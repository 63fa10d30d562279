//! Embassy async tasks
//!
//! The main loop, the statistics report and the demo sequencer share the
//! thread-mode executor. The watchdog checker runs on an interrupt
//! executor so it preempts a blocked main loop.

pub mod app;
pub mod demo;
pub mod stats;
pub mod watchdog;

pub use app::{app_task, Terminal};
pub use demo::demo_task;
pub use stats::stats_task;
pub use watchdog::watchdog_task;
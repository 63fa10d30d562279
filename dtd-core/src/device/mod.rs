//! Terminal-side view of the detector population
//!
//! The set of monitored devices is fixed by configuration: the table is
//! built once and entries are never added or removed afterwards.

mod table;

pub use table::{DeviceSnapshot, DeviceStatus, DeviceTable, LinkCounters, MAX_DEVICES};
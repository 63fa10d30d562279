//! Status LED shared between the main loop and the watchdog
//!
//! The responder pulses the LED on every answered request; the watchdog
//! blinks it from interrupt context before resetting. Both go through a
//! critical-section mutex.

use core::cell::RefCell;

use dtd_hal::OutputPin;
use embassy_rp::gpio::Output;
use embassy_sync::blocking_mutex::raw::CriticalSectionRawMutex;
use embassy_sync::blocking_mutex::Mutex;

static LED: Mutex<CriticalSectionRawMutex, RefCell<Option<Output<'static>>>> =
    Mutex::new(RefCell::new(None));

/// Handle to the shared status LED
#[derive(Debug, Clone, Copy)]
pub struct SharedLed;

impl SharedLed {
    /// Hand the LED pin over to the shared slot
    pub fn install(led: Output<'static>) -> Self {
        LED.lock(|cell| *cell.borrow_mut() = Some(led));
        SharedLed
    }

    fn with<R>(f: impl FnOnce(&mut Output<'static>) -> R) -> Option<R> {
        LED.lock(|cell| cell.borrow_mut().as_mut().map(f))
    }
}

impl OutputPin for SharedLed {
    fn set_high(&mut self) {
        Self::with(|led| led.set_high());
    }

    fn set_low(&mut self) {
        Self::with(|led| led.set_low());
    }

    fn is_set_high(&self) -> bool {
        Self::with(|led| led.is_set_high()).unwrap_or(false)
    }
}
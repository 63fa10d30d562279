//! Radio UART
//!
//! The serial radio module hangs off a buffered, interrupt-driven UART.
//! [`RadioUart`] exposes it through the blocking `dtd-hal` traits so the
//! exchange engine can poll it without awaiting.

use dtd_hal::uart::{DataBits, Parity, StopBits};
use dtd_hal::{UartConfig, UartRx, UartTx};
use embassy_rp::uart::{self, BufferedUart, BufferedUartRx, BufferedUartTx};
use embedded_io::{Read, ReadReady, Write};

/// Convert a board-agnostic UART configuration to embassy-rp's
pub fn to_embassy_config(config: &UartConfig) -> uart::Config {
    let mut cfg = uart::Config::default();
    cfg.baudrate = config.baudrate;
    cfg.data_bits = match config.data_bits {
        DataBits::Seven => uart::DataBits::DataBits7,
        DataBits::Eight => uart::DataBits::DataBits8,
    };
    cfg.parity = match config.parity {
        Parity::None => uart::Parity::ParityNone,
        Parity::Even => uart::Parity::ParityEven,
        Parity::Odd => uart::Parity::ParityOdd,
    };
    cfg.stop_bits = match config.stop_bits {
        StopBits::One => uart::StopBits::STOP1,
        StopBits::Two => uart::StopBits::STOP2,
    };
    cfg
}

/// Buffered UART wired to the radio module
pub struct RadioUart {
    tx: BufferedUartTx,
    rx: BufferedUartRx,
}

impl RadioUart {
    pub fn new(uart: BufferedUart) -> Self {
        let (tx, rx) = uart.split();
        Self { tx, rx }
    }

    pub fn split(self) -> (BufferedUartTx, BufferedUartRx) {
        (self.tx, self.rx)
    }
}

impl UartTx for RadioUart {
    type Error = uart::Error;

    fn write_blocking(&mut self, data: &[u8]) -> Result<usize, Self::Error> {
        self.tx.write_all(data)?;
        Ok(data.len())
    }

    fn flush(&mut self) -> Result<(), Self::Error> {
        Write::flush(&mut self.tx)
    }
}

impl UartRx for RadioUart {
    type Error = uart::Error;

    fn read_available(&mut self, buf: &mut [u8]) -> Result<usize, Self::Error> {
        if buf.is_empty() || !self.rx.read_ready()? {
            return Ok(0);
        }
        self.rx.read(buf)
    }
}
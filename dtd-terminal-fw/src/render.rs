//! Log-backed status renderer
//!
//! Stands in for the terminal's display: every detector whose state
//! changed since the previous frame gets one log line.

use dtd_core::device::{DeviceSnapshot, MAX_DEVICES};
use dtd_core::traits::{RenderError, StatusRenderer};
use dtd_core::PresenceState;
use defmt::*;
use heapless::Vec;

/// Renderer with per-device dirty tracking
pub struct LogRenderer {
    shown: Vec<DeviceSnapshot, MAX_DEVICES>,
    focus: Option<u8>,
}

impl LogRenderer {
    pub const fn new() -> Self {
        Self {
            shown: Vec::new(),
            focus: None,
        }
    }

    fn draw(device: &DeviceSnapshot) {
        info!("DD {=u8}: {}", device.id, state_label(device.state));
    }
}

fn state_label(state: PresenceState) -> &'static str {
    match state {
        PresenceState::Present => "PRESENT",
        PresenceState::Absent => "ABSENT",
        PresenceState::Unknown => "?",
    }
}

impl StatusRenderer for LogRenderer {
    fn render(&mut self, devices: &[DeviceSnapshot]) -> Result<(), RenderError> {
        // Layout changed: redraw everything
        if self.shown.len() != devices.len() {
            self.shown = Vec::from_slice(devices).map_err(|_| RenderError::Overflow)?;
            devices.iter().for_each(Self::draw);
            return Ok(());
        }

        for (shown, device) in self.shown.iter_mut().zip(devices) {
            if shown != device {
                Self::draw(device);
                *shown = *device;
            }
        }
        Ok(())
    }

    fn set_focus(&mut self, focus: Option<u8>) -> Result<(), RenderError> {
        if self.focus != focus {
            match focus {
                Some(id) => info!("Testing DD {=u8}", id),
                None => info!("Testing idle"),
            }
            self.focus = focus;
        }
        Ok(())
    }
}
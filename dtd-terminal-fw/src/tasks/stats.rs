//! Periodic statistics report

use defmt::*;
use embassy_time::{Duration, Ticker};

use crate::channels::STATS;

#[embassy_executor::task]
pub async fn stats_task(interval_ms: u32) {
    info!("Stats task started ({} ms)", interval_ms);

    let mut ticker = Ticker::every(Duration::from_millis(u64::from(interval_ms)));

    loop {
        ticker.next().await;

        let snapshot = *STATS.lock().await;
        let link = &snapshot.link;
        info!("=== Statistics ===");
        info!("Loops: {} | Errors: {}", snapshot.loops, snapshot.errors);
        info!(
            "Radio: tx={} rx={} tx_err={} rx_err={} misses={} timeouts={}",
            link.tx_count,
            link.rx_count,
            link.tx_errors,
            link.rx_errors,
            link.attempt_failures,
            link.timeouts
        );
        info!(
            "Radio: success {}% avg rssi {}",
            link.success_rate(),
            link.avg_rssi
        );
    }
}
######
> **TASK TO CARRY OUT**
How many lines of the preceding listing hold the string "focus"? Answer with the number only.

> **SOLUTION FOR THIS EXERCISE**
6